If a line of the records contains the string "Child", copy it out.

· · · · · · ·

//! Terminal UI.

use console::Term;
use std::io::{IsTerminal, Write};

use crate::error::Result;

use super::{prompts, OutputMode, Theme, UserInterface};

/// Terminal UI writing results to stdout and problems to stderr.
pub struct TerminalUI {
    term: Term,
    err_term: Term,
    theme: Theme,
    mode: OutputMode,
}

impl TerminalUI {
    /// Create a new terminal UI.
    pub fn new(mode: OutputMode) -> Self {
        Self {
            term: Term::stdout(),
            err_term: Term::stderr(),
            theme: Theme::detect(),
            mode,
        }
    }
}

impl UserInterface for TerminalUI {
    fn output_mode(&self) -> OutputMode {
        self.mode
    }

    fn message(&mut self, msg: &str) {
        writeln!(self.term, "{}", msg).ok();
    }

    fn info(&mut self, msg: &str) {
        if self.mode.shows_info() {
            writeln!(self.term, "{}", self.theme.format_info(msg)).ok();
        }
    }

    fn success(&mut self, msg: &str) {
        writeln!(self.term, "{}", self.theme.format_success(msg)).ok();
    }

    fn warning(&mut self, msg: &str) {
        writeln!(self.err_term, "{}", self.theme.format_warning(msg)).ok();
    }

    fn error(&mut self, msg: &str) {
        writeln!(self.err_term, "{}", self.theme.format_error(msg)).ok();
    }

    fn show_header(&mut self, title: &str) {
        writeln!(self.term, "\n{}", self.theme.format_header(title)).ok();
    }

    fn confirm(&mut self, question: &str, default: bool) -> Result<bool> {
        if !self.is_interactive() {
            tracing::debug!("not a terminal, answering no to '{}'", question);
            return Ok(false);
        }
        prompts::confirm(question, default, &self.term)
    }

    fn is_interactive(&self) -> bool {
        self.term.is_term() && std::io::stdin().is_terminal()
    }
}

/// Create the terminal UI for the given mode.
pub fn create_ui(mode: OutputMode) -> Box<dyn UserInterface> {
    Box::new(TerminalUI::new(mode))
}
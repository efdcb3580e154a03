//! Placeholder substitution for command templates.
//!
//! A template marks the package position with a standalone `x`. Matching is
//! word-boundary aware, so the `x` in `xbps-remove` or `nix-env` is left
//! alone while the one in `nixpkgs.x` is replaced.

use std::sync::LazyLock;

use regex::{NoExpand, Regex};

/// The package placeholder: an `x` not touching other word characters.
static PLACEHOLDER: LazyLock<Regex> =
    LazyLock::new(|| Regex::new(r"\bx\b").expect("PLACEHOLDER must compile"));

/// Substitute the package name and split the result into an argument vector.
///
/// No shell interpretation happens: quotes, globs and pipes are passed
/// through as literal characters. Templates without a placeholder are
/// emitted verbatim and `package` is ignored.
///
/// # Example
///
/// ```
/// use i_installer::template::render;
///
/// assert_eq!(
///     render("nix-env -iA nixpkgs.x", "htop"),
///     vec!["nix-env", "-iA", "nixpkgs.htop"]
/// );
/// assert_eq!(render("apt list --installed", "vim"), vec!["apt", "list", "--installed"]);
/// ```
pub fn render(template: &str, package: &str) -> Vec<String> {
    substitute(template, package)
        .split_whitespace()
        .map(String::from)
        .collect()
}

/// Substitute the package name, keeping the template's spacing.
pub fn substitute(template: &str, package: &str) -> String {
    PLACEHOLDER
        .replace_all(template, NoExpand(package))
        .into_owned()
}

/// Number of standalone placeholders in a template.
pub fn placeholder_count(template: &str) -> usize {
    PLACEHOLDER.find_iter(template).count()
}

/// Whether the template takes a package name at all.
pub fn has_placeholder(template: &str) -> bool {
    PLACEHOLDER.is_match(template)
}
//! Manager-agnostic operations a template can implement.

use std::fmt;

/// An operation that maps to one command template per manager.
#[derive(Debug, Clone, Copy, PartialEq, Eq, Hash)]
pub enum Operation {
    Install,
    Uninstall,
    /// Upgrade a single package.
    Upgrade,
    /// Upgrade everything the manager installed.
    UpgradeAll,
    Search,
    Info,
    ListInstalled,
    ListUpgradable,
    /// Refresh the manager's view of remote package metadata.
    UpdateIndex,
}

impl Operation {
    /// All operations, in catalog order.
    pub const ALL: [Operation; 9] = [
        Operation::Install,
        Operation::Uninstall,
        Operation::Upgrade,
        Operation::UpgradeAll,
        Operation::Search,
        Operation::Info,
        Operation::ListInstalled,
        Operation::ListUpgradable,
        Operation::UpdateIndex,
    ];

    /// Operations every descriptor must define.
    pub const REQUIRED: [Operation; 7] = [
        Operation::Install,
        Operation::Uninstall,
        Operation::Upgrade,
        Operation::UpgradeAll,
        Operation::Search,
        Operation::Info,
        Operation::ListInstalled,
    ];

    /// Stable name used in messages.
    pub fn as_str(&self) -> &'static str {
        match self {
            Operation::Install => "install",
            Operation::Uninstall => "uninstall",
            Operation::Upgrade => "upgrade",
            Operation::UpgradeAll => "upgrade-all",
            Operation::Search => "search",
            Operation::Info => "info",
            Operation::ListInstalled => "list-installed",
            Operation::ListUpgradable => "list-upgradable",
            Operation::UpdateIndex => "update-index",
        }
    }

    /// Whether the template for this operation takes a package name.
    pub fn takes_package(&self) -> bool {
        matches!(
            self,
            Operation::Install
                | Operation::Uninstall
                | Operation::Upgrade
                | Operation::Search
                | Operation::Info
        )
    }
}

impl fmt::Display for Operation {
    fn fmt(&self, f: &mut fmt::Formatter<'_>) -> fmt::Result {
        f.write_str(self.as_str())
    }
}

#[cfg(test)]
mod tests {
    use super::*;

    #[test]
    fn required_is_subset_of_all() {
        for op in Operation::REQUIRED {
            assert!(Operation::ALL.contains(&op));
        }
    }

    #[test]
    fn package_taking_operations() {
        assert!(Operation::Install.takes_package());
        assert!(Operation::Info.takes_package());
        assert!(!Operation::UpgradeAll.takes_package());
        assert!(!Operation::ListInstalled.takes_package());
        assert!(!Operation::UpdateIndex.takes_package());
    }

    #[test]
    fn display_uses_kebab_case() {
        assert_eq!(Operation::UpgradeAll.to_string(), "upgrade-all");
        assert_eq!(Operation::ListUpgradable.to_string(), "list-upgradable");
    }
}
//! Output verbosity.

/// Output verbosity mode.
#[derive(Debug, Clone, Copy, PartialEq, Eq, Default)]
pub enum OutputMode {
    /// Status lines and the `executing:` trace.
    #[default]
    Normal,
    /// Only results, warnings and errors. Child output is never hidden.
    Quiet,
}

impl OutputMode {
    /// Pick the mode from the `--quiet` / `--silent` / `-q` flag.
    pub fn from_quiet_flag(quiet: bool) -> Self {
        if quiet {
            Self::Quiet
        } else {
            Self::Normal
        }
    }

    /// Whether informational lines are printed.
    pub fn shows_info(&self) -> bool {
        matches!(self, Self::Normal)
    }

    pub fn is_quiet(&self) -> bool {
        matches!(self, Self::Quiet)
    }
}
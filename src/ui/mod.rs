//! User-facing output.
//!
//! This module provides:
//! - [`UserInterface`] trait for UI abstraction
//! - [`TerminalUI`] for real terminals (colored when allowed)
//! - [`MockUI`] recording every call for tests
//!
//! # Example
//!
//! ```
//! use i_installer::ui::{MockUI, OutputMode, UserInterface};
//!
//! let mut ui = MockUI::with_mode(OutputMode::Quiet);
//! ui.info("resolving managers");
//! ui.success("htop installed");
//! assert!(ui.infos().is_empty());
//! assert!(ui.has_success("htop"));
//! ```

pub mod mock;
pub mod output;
pub mod prompts;
pub mod terminal;
pub mod theme;

pub use mock::MockUI;
pub use output::OutputMode;
pub use terminal::{create_ui, TerminalUI};
pub use theme::{should_use_colors, Theme};

use crate::error::Result;

/// Trait for user interface interactions.
///
/// This trait allows mocking the UI in tests.
pub trait UserInterface {
    /// Get the current output mode.
    fn output_mode(&self) -> OutputMode;

    /// Print a plain line (listings, usage). Always shown.
    fn message(&mut self, msg: &str);

    /// Print an `[info]` line. Suppressed in quiet mode.
    fn info(&mut self, msg: &str);

    /// Print an `[ok]` line.
    fn success(&mut self, msg: &str);

    /// Print a `[warn]` line.
    fn warning(&mut self, msg: &str);

    /// Print an `[error]` line.
    fn error(&mut self, msg: &str);

    /// Label the output that follows, e.g. one manager's listing.
    fn show_header(&mut self, title: &str);

    /// Ask a yes/no question. Non-interactive sessions answer `false`.
    fn confirm(&mut self, question: &str, default: bool) -> Result<bool>;

    /// Check if running in interactive mode.
    fn is_interactive(&self) -> bool;
}
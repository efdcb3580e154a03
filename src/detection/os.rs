//! Operating system and distribution identity.

use std::fs;
use std::path::Path;

/// Files consulted for the distribution id, in order.
const OS_RELEASE_PATHS: [&str; 2] = ["/etc/os-release", "/usr/lib/os-release"];

/// Operating system family, as far as manager detection cares.
#[derive(Debug, Clone, Copy, PartialEq, Eq)]
pub enum OsFamily {
    Windows,
    MacOs,
    Linux,
    Other,
}

impl OsFamily {
    /// Parse an OS id such as `std::env::consts::OS`.
    pub fn from_id(id: &str) -> Self {
        match id.to_lowercase().as_str() {
            "windows" => OsFamily::Windows,
            "macos" | "darwin" => OsFamily::MacOs,
            "linux" => OsFamily::Linux,
            _ => OsFamily::Other,
        }
    }
}

/// The `ID=` and `ID_LIKE=` keys of an os-release file.
#[derive(Debug, Clone, Default, PartialEq, Eq)]
pub struct OsRelease {
    pub id: Option<String>,
    pub id_like: Vec<String>,
}

impl OsRelease {
    /// Read the host's os-release file, if there is one.
    pub fn read() -> Option<Self> {
        OS_RELEASE_PATHS
            .iter()
            .find_map(|path| Self::read_from(Path::new(path)))
    }

    /// Read a specific os-release file.
    pub fn read_from(path: &Path) -> Option<Self> {
        match fs::read_to_string(path) {
            Ok(content) => Some(Self::parse(&content)),
            Err(e) => {
                tracing::debug!("could not read {}: {}", path.display(), e);
                None
            }
        }
    }

    /// Parse os-release content.
    pub fn parse(content: &str) -> Self {
        let mut release = Self::default();

        for line in content.lines() {
            let line = line.trim();
            if let Some(val) = line.strip_prefix("ID=") {
                let id = unquote(val).to_lowercase();
                if !id.is_empty() {
                    release.id = Some(id);
                }
            } else if let Some(val) = line.strip_prefix("ID_LIKE=") {
                release.id_like = unquote(val)
                    .split_whitespace()
                    .map(|s| s.to_lowercase())
                    .collect();
            }
        }

        release
    }
}

fn unquote(value: &str) -> &str {
    value.trim().trim_matches('"').trim_matches('\'')
}
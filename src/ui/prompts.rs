//! Interactive prompts.

use console::{style, Term};
use dialoguer::theme::ColorfulTheme;
use dialoguer::Confirm;

use crate::error::{InstallerError, Result};

fn map_dialoguer_err(e: dialoguer::Error) -> InstallerError {
    InstallerError::Io(e.into())
}

/// Dialoguer theme without the default yellow `?` prefix.
fn prompt_theme() -> ColorfulTheme {
    ColorfulTheme {
        prompt_prefix: style("".to_string()),
        ..ColorfulTheme::default()
    }
}

/// Ask a yes/no question on `term`.
pub fn confirm(question: &str, default: bool, term: &Term) -> Result<bool> {
    Confirm::with_theme(&prompt_theme())
        .with_prompt(question)
        .default(default)
        .interact_on(term)
        .map_err(map_dialoguer_err)
}
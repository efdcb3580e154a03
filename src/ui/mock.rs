//! Mock UI implementation for testing.
//!
//! `MockUI` implements the `UserInterface` trait and captures all
//! interactions for later assertion.

use std::collections::VecDeque;

use crate::error::Result;

use super::{OutputMode, UserInterface};

/// Mock UI implementation for testing.
///
/// Confirmation answers are queued with [`MockUI::queue_confirm`]; once the
/// queue is empty every question is answered with its default.
#[derive(Debug, Default)]
pub struct MockUI {
    mode: OutputMode,
    interactive: bool,
    messages: Vec<String>,
    infos: Vec<String>,
    successes: Vec<String>,
    warnings: Vec<String>,
    errors: Vec<String>,
    headers: Vec<String>,
    confirm_answers: VecDeque<bool>,
    questions: Vec<String>,
}

impl MockUI {
    /// Create a new MockUI with Normal output mode.
    pub fn new() -> Self {
        Self::with_mode(OutputMode::Normal)
    }

    /// Create a new MockUI with a specific output mode.
    pub fn with_mode(mode: OutputMode) -> Self {
        Self {
            mode,
            interactive: true,
            ..Default::default()
        }
    }

    /// Queue the answer for the next `confirm` call.
    pub fn queue_confirm(&mut self, answer: bool) {
        self.confirm_answers.push_back(answer);
    }

    /// Set whether this mock behaves as interactive.
    pub fn set_interactive(&mut self, interactive: bool) {
        self.interactive = interactive;
    }

    pub fn messages(&self) -> &[String] {
        &self.messages
    }

    /// Info lines actually shown (none in quiet mode).
    pub fn infos(&self) -> &[String] {
        &self.infos
    }

    pub fn errors(&self) -> &[String] {
        &self.errors
    }

    pub fn headers(&self) -> &[String] {
        &self.headers
    }

    /// Questions passed to `confirm`, in order.
    pub fn questions(&self) -> &[String] {
        &self.questions
    }

    /// Check if a specific message was shown.
    pub fn has_message(&self, msg: &str) -> bool {
        self.messages.iter().any(|m| m.contains(msg))
    }

    pub fn has_success(&self, msg: &str) -> bool {
        self.successes.iter().any(|m| m.contains(msg))
    }

    pub fn has_warning(&self, msg: &str) -> bool {
        self.warnings.iter().any(|m| m.contains(msg))
    }

    pub fn has_error(&self, msg: &str) -> bool {
        self.errors.iter().any(|m| m.contains(msg))
    }
}

impl UserInterface for MockUI {
    fn output_mode(&self) -> OutputMode {
        self.mode
    }

    fn message(&mut self, msg: &str) {
        self.messages.push(msg.to_string());
    }

    fn info(&mut self, msg: &str) {
        if self.mode.shows_info() {
            self.infos.push(msg.to_string());
        }
    }

    fn success(&mut self, msg: &str) {
        self.successes.push(msg.to_string());
    }

    fn warning(&mut self, msg: &str) {
        self.warnings.push(msg.to_string());
    }

    fn error(&mut self, msg: &str) {
        self.errors.push(msg.to_string());
    }

    fn show_header(&mut self, title: &str) {
        self.headers.push(title.to_string());
    }

    fn confirm(&mut self, question: &str, default: bool) -> Result<bool> {
        self.questions.push(question.to_string());
        if !self.interactive {
            return Ok(false);
        }
        Ok(self.confirm_answers.pop_front().unwrap_or(default))
    }

    fn is_interactive(&self) -> bool {
        self.interactive
    }
}
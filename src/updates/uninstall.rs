//! Self-uninstall: remove the installed `i` binary.

use std::fs;
use std::io;
use std::path::{Path, PathBuf};

use crate::config::InstallLocation;
use crate::detection::Probe;
use crate::error::{InstallerError, Result};
use crate::shell::{ExecutionRequest, Executor};
use crate::ui::UserInterface;

/// Directories checked when `INSTALL_DIR` is unset and the search path has no hit.
pub const FALLBACK_DIRS: [&str; 2] = ["/usr/local/bin", "/usr/bin"];

/// What self-uninstall did.
#[derive(Debug, Clone, PartialEq, Eq)]
pub enum UninstallOutcome {
    Removed(PathBuf),
    /// The target was already gone.
    NothingToRemove(PathBuf),
    /// The user declined the confirmation.
    Aborted,
}

/// Locate the installed binary.
///
/// `INSTALL_DIR` wins; otherwise the search-path hit for the install name;
/// otherwise the first fallback directory holding a file with that name.
pub fn find_target(
    location: &InstallLocation,
    probe: &dyn Probe,
    fallback_dirs: &[PathBuf],
) -> Option<PathBuf> {
    if location.dir_overridden {
        return Some(location.target());
    }

    if let Some(found) = probe.probe(&location.name) {
        return Some(found);
    }

    fallback_dirs
        .iter()
        .map(|dir| dir.join(&location.name))
        .find(|path| path.is_file())
}

/// Remove the installed binary after asking for confirmation.
pub fn self_uninstall(
    location: &InstallLocation,
    probe: &dyn Probe,
    ui: &mut dyn UserInterface,
    executor: &mut dyn Executor,
) -> Result<UninstallOutcome> {
    let fallbacks: Vec<PathBuf> = FALLBACK_DIRS.iter().map(PathBuf::from).collect();
    let target = find_target(location, probe, &fallbacks).ok_or_else(|| {
        InstallerError::SelfUninstall {
            path: PathBuf::from(&location.name),
            message: "not found in PATH and no INSTALL_DIR given".to_string(),
        }
    })?;

    if fs::symlink_metadata(&target).is_err() {
        ui.message(&format!(
            "Nothing to remove: {} does not exist.",
            target.display()
        ));
        return Ok(UninstallOutcome::NothingToRemove(target));
    }

    ui.message(&format!("This will remove:\n  {}", target.display()));
    if !ui.confirm("Proceed?", false)? {
        ui.message("Aborted.");
        return Ok(UninstallOutcome::Aborted);
    }

    remove(&target, ui, executor)?;
    ui.success(&format!(
        "uninstalled {} from {}",
        location.name,
        target.display()
    ));
    Ok(UninstallOutcome::Removed(target))
}

fn remove(target: &Path, ui: &mut dyn UserInterface, executor: &mut dyn Executor) -> Result<()> {
    match fs::remove_file(target) {
        Ok(()) => Ok(()),
        Err(e) if e.kind() == io::ErrorKind::PermissionDenied => {
            ui.warning("permission denied, retrying with elevated privileges");
            let request = ExecutionRequest::new(
                vec!["rm".into(), "-f".into(), target.display().to_string()],
                true,
            )
            .quiet(ui.output_mode().is_quiet());
            executor
                .run_checked(&request)
                .map_err(|e| InstallerError::SelfUninstall {
                    path: target.to_path_buf(),
                    message: e.to_string(),
                })
        }
        Err(e) => Err(InstallerError::SelfUninstall {
            path: target.to_path_buf(),
            message: e.to_string(),
        }),
    }
}

#[cfg(test)]
mod tests {
    use super::*;
    use crate::detection::StaticProbe;
    use crate::shell::RecordingExecutor;
    use crate::ui::MockUI;
    use tempfile::TempDir;

    fn location_in(dir: &Path) -> InstallLocation {
        InstallLocation {
            dir: dir.to_path_buf(),
            name: "i".to_string(),
            dir_overridden: true,
        }
    }

    #[test]
    fn install_dir_wins() {
        let probe = StaticProbe::new().with("i", "/somewhere/else/i");
        let loc = location_in(Path::new("/opt/bin"));
        assert_eq!(
            find_target(&loc, &probe, &[]),
            Some(PathBuf::from("/opt/bin/i"))
        );
        assert!(probe.queries().is_empty());
    }

    #[test]
    fn search_path_then_fallbacks() {
        let temp = TempDir::new().unwrap();
        fs::write(temp.path().join("i"), "").unwrap();
        let loc = InstallLocation::default();

        let probe = StaticProbe::new().with("i", "/home/me/bin/i");
        assert_eq!(
            find_target(&loc, &probe, &[temp.path().to_path_buf()]),
            Some(PathBuf::from("/home/me/bin/i"))
        );

        let empty = StaticProbe::new();
        assert_eq!(
            find_target(&loc, &empty, &[PathBuf::from("/nonexistent"), temp.path().to_path_buf()]),
            Some(temp.path().join("i"))
        );
        assert_eq!(find_target(&loc, &empty, &[]), None);
    }

    #[test]
    fn removes_after_confirmation() {
        let temp = TempDir::new().unwrap();
        let target = temp.path().join("i");
        fs::write(&target, "binary").unwrap();

        let mut ui = MockUI::new();
        ui.queue_confirm(true);
        let mut exec = RecordingExecutor::new();
        let outcome = self_uninstall(
            &location_in(temp.path()),
            &StaticProbe::new(),
            &mut ui,
            &mut exec,
        )
        .unwrap();

        assert_eq!(outcome, UninstallOutcome::Removed(target.clone()));
        assert!(!target.exists());
        assert!(ui.has_success("uninstalled i"));
    }

    #[test]
    fn declining_aborts_and_keeps_file() {
        let temp = TempDir::new().unwrap();
        let target = temp.path().join("i");
        fs::write(&target, "binary").unwrap();

        let mut ui = MockUI::new();
        ui.queue_confirm(false);
        let outcome = self_uninstall(
            &location_in(temp.path()),
            &StaticProbe::new(),
            &mut ui,
            &mut RecordingExecutor::new(),
        )
        .unwrap();

        assert_eq!(outcome, UninstallOutcome::Aborted);
        assert!(target.exists());
        assert!(ui.has_message("Aborted."));
    }

    #[test]
    fn missing_target_file_is_nothing_to_remove() {
        let temp = TempDir::new().unwrap();
        let mut ui = MockUI::new();
        let outcome = self_uninstall(
            &location_in(temp.path()),
            &StaticProbe::new(),
            &mut ui,
            &mut RecordingExecutor::new(),
        )
        .unwrap();

        assert!(matches!(outcome, UninstallOutcome::NothingToRemove(_)));
        assert!(ui.questions().is_empty());
    }
}
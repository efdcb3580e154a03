//! Outcomes reported back to `main`.

/// Result of command execution.
#[derive(Debug, Clone, PartialEq, Eq)]
pub struct CommandResult {
    /// Whether the command succeeded.
    pub success: bool,

    /// Exit code to use (0 for success, non-zero for failure).
    pub exit_code: i32,
}

impl CommandResult {
    /// Create a successful result.
    pub fn success() -> Self {
        Self {
            success: true,
            exit_code: 0,
        }
    }

    /// Create a failure result.
    pub fn failure(exit_code: i32) -> Self {
        Self {
            success: false,
            exit_code,
        }
    }
}

/// Per-manager bookkeeping for a fan-out.
#[derive(Debug, Clone, Default, PartialEq, Eq)]
pub struct FanOutReport {
    pub succeeded: Vec<String>,
    pub failed: Vec<String>,
    /// Managers without a template for the operation.
    pub skipped: Vec<String>,
}

impl FanOutReport {
    pub fn is_success(&self) -> bool {
        self.failed.is_empty()
    }

    pub fn into_command_result(self) -> CommandResult {
        if self.is_success() {
            CommandResult::success()
        } else {
            CommandResult::failure(1)
        }
    }
}

#[cfg(test)]
mod tests {
    use super::*;

    #[test]
    fn command_result_success() {
        let result = CommandResult::success();
        assert!(result.success);
        assert_eq!(result.exit_code, 0);
    }

    #[test]
    fn command_result_failure() {
        let result = CommandResult::failure(1);
        assert!(!result.success);
        assert_eq!(result.exit_code, 1);
    }

    #[test]
    fn report_fails_when_any_manager_failed() {
        let report = FanOutReport {
            succeeded: vec!["apt".into()],
            failed: vec!["snap".into()],
            skipped: vec![],
        };
        assert_eq!(report.into_command_result(), CommandResult::failure(1));
    }

    #[test]
    fn skipped_managers_do_not_fail_the_run() {
        let report = FanOutReport {
            skipped: vec!["snap".into()],
            ..Default::default()
        };
        assert!(report.is_success());
    }
}
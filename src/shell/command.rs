//! Spawning package-manager commands.

use std::path::PathBuf;
use std::process::{Command, Stdio};

use super::privilege::Escalation;
use crate::detection::{PathProbe, Probe};
use crate::error::{InstallerError, Result};
use crate::ui::Theme;

/// One command to spawn. Built right before the spawn, never reused.
#[derive(Debug, Clone, PartialEq, Eq)]
pub struct ExecutionRequest {
    pub argv: Vec<String>,
    pub requires_privilege: bool,
    /// Suppress the `executing:` trace line. Child output is unaffected.
    pub quiet: bool,
}

impl ExecutionRequest {
    pub fn new(argv: Vec<String>, requires_privilege: bool) -> Self {
        Self {
            argv,
            requires_privilege,
            quiet: false,
        }
    }

    pub fn quiet(mut self, quiet: bool) -> Self {
        self.quiet = quiet;
        self
    }

    /// The command as a single line.
    pub fn display(&self) -> String {
        self.argv.join(" ")
    }
}

/// Exit status of a finished command.
#[derive(Debug, Clone, Copy, PartialEq, Eq)]
pub struct ExecutionOutcome {
    /// Exit code (None if killed by signal).
    pub code: Option<i32>,
    pub success: bool,
}

impl ExecutionOutcome {
    pub fn from_code(code: Option<i32>) -> Self {
        Self {
            code,
            success: code == Some(0),
        }
    }
}

/// Runs [`ExecutionRequest`]s.
pub trait Executor {
    /// Spawn the command and wait for it.
    ///
    /// A non-zero exit is an `Ok` outcome; failing to start is an error.
    fn run(&mut self, request: &ExecutionRequest) -> Result<ExecutionOutcome>;

    /// Like [`Executor::run`] but a non-zero exit becomes `CommandFailed`.
    fn run_checked(&mut self, request: &ExecutionRequest) -> Result<()> {
        let outcome = self.run(request)?;
        if outcome.success {
            Ok(())
        } else {
            Err(InstallerError::CommandFailed {
                command: request.display(),
                code: outcome.code,
            })
        }
    }
}

/// Executor that spawns real processes with inherited stdio.
pub struct ProcessExecutor {
    escalation: Escalation,
    probe: PathProbe,
    theme: Theme,
}

impl ProcessExecutor {
    pub fn new(escalation: Escalation) -> Self {
        Self {
            escalation,
            probe: PathProbe::new(),
            theme: Theme::detect(),
        }
    }

    /// Executor with escalation detected from the current process.
    pub fn detect() -> Self {
        let probe = PathProbe::new();
        let escalation = Escalation::detect(&probe);
        Self {
            escalation,
            probe,
            theme: Theme::detect(),
        }
    }


    /// The `executing:` line for a request, `None` when quiet.
    fn trace_line(&self, request: &ExecutionRequest, command_line: &str) -> Option<String> {
        (!request.quiet).then(|| self.theme.format_executing(command_line))
    }

    /// Resolve the program through the search path so Windows shims
    /// (`choco.cmd`, `scoop.ps1` wrappers) are found by full name.
    fn program_path(&self, program: &str) -> PathBuf {
        self.probe
            .probe(program)
            .unwrap_or_else(|| PathBuf::from(program))
    }
}

impl Executor for ProcessExecutor {
    fn run(&mut self, request: &ExecutionRequest) -> Result<ExecutionOutcome> {
        let argv = self
            .escalation
            .apply(&request.argv, request.requires_privilege)?;
        let command_line = argv.join(" ");

        let Some((program, args)) = argv.split_first() else {
            return Err(InstallerError::CommandFailed {
                command: command_line,
                code: None,
            });
        };

        if let Some(line) = self.trace_line(request, &command_line) {
            println!("{}", line);
        }
        tracing::debug!("spawning {:?}", argv);

        let status = Command::new(self.program_path(program))
            .args(args)
            .stdin(Stdio::inherit())
            .stdout(Stdio::inherit())
            .stderr(Stdio::inherit())
            .status()
            .map_err(|e| {
                tracing::debug!("failed to start '{}': {}", command_line, e);
                InstallerError::CommandFailed {
                    command: command_line.clone(),
                    code: None,
                }
            })?;

        tracing::debug!("'{}' exited with {:?}", command_line, status.code());
        Ok(ExecutionOutcome::from_code(status.code()))
    }
}
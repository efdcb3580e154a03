//! Self-management: updating and removing the `i` binary itself.
//!
//! This module provides:
//! - Release asset selection and the GitHub latest-release lookup
//! - Download and install with a privileged fallback
//! - Locating and removing the installed binary

pub mod install;
pub mod release;
pub mod uninstall;

pub use install::{install_binary, self_update};
pub use release::{
    asset_name_for, current_asset_name, Asset, Release, ReleaseClient, GITHUB_API_BASE,
    REPOSITORY, VERSION,
};
pub use uninstall::{find_target, self_uninstall, UninstallOutcome, FALLBACK_DIRS};

use crate::config::InstallLocation;
use crate::detection::PathProbe;
use crate::error::Result;
use crate::shell::Executor;
use crate::ui::UserInterface;

/// The `selfup` / `selfun` entry points.
///
/// The dispatch engine only sees success or failure, so it can be tested
/// without network or filesystem effects.
pub trait SelfManager {
    /// Replace the installed binary with the latest release.
    fn self_update(&mut self, ui: &mut dyn UserInterface, executor: &mut dyn Executor)
        -> Result<()>;

    /// Remove the installed binary. `Ok(false)` means the user declined.
    fn self_uninstall(
        &mut self,
        ui: &mut dyn UserInterface,
        executor: &mut dyn Executor,
    ) -> Result<bool>;
}

/// Self-management against the real host.
#[derive(Debug, Clone)]
pub struct HostSelfManager {
    location: InstallLocation,
    api_base: String,
}

impl HostSelfManager {
    /// Uses `INSTALL_DIR` / `INSTALL_NAME` and the public GitHub API.
    pub fn from_env() -> Self {
        Self {
            location: InstallLocation::from_env(),
            api_base: GITHUB_API_BASE.to_string(),
        }
    }

    pub fn new(location: InstallLocation, api_base: impl Into<String>) -> Self {
        Self {
            location,
            api_base: api_base.into(),
        }
    }
}

impl SelfManager for HostSelfManager {
    fn self_update(
        &mut self,
        ui: &mut dyn UserInterface,
        executor: &mut dyn Executor,
    ) -> Result<()> {
        let client = ReleaseClient::with_api_base(self.api_base.as_str())?;
        self_update(&client, &self.location, ui, executor).map(|_| ())
    }

    fn self_uninstall(
        &mut self,
        ui: &mut dyn UserInterface,
        executor: &mut dyn Executor,
    ) -> Result<bool> {
        let outcome = self_uninstall(&self.location, &PathProbe::new(), ui, executor)?;
        Ok(outcome != UninstallOutcome::Aborted)
    }
}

· · · · · · ·

## Task solution
    /// Only results, warnings and errors. Child output is never hidden.
    /// Suppress the `executing:` trace line. Child output is unaffected.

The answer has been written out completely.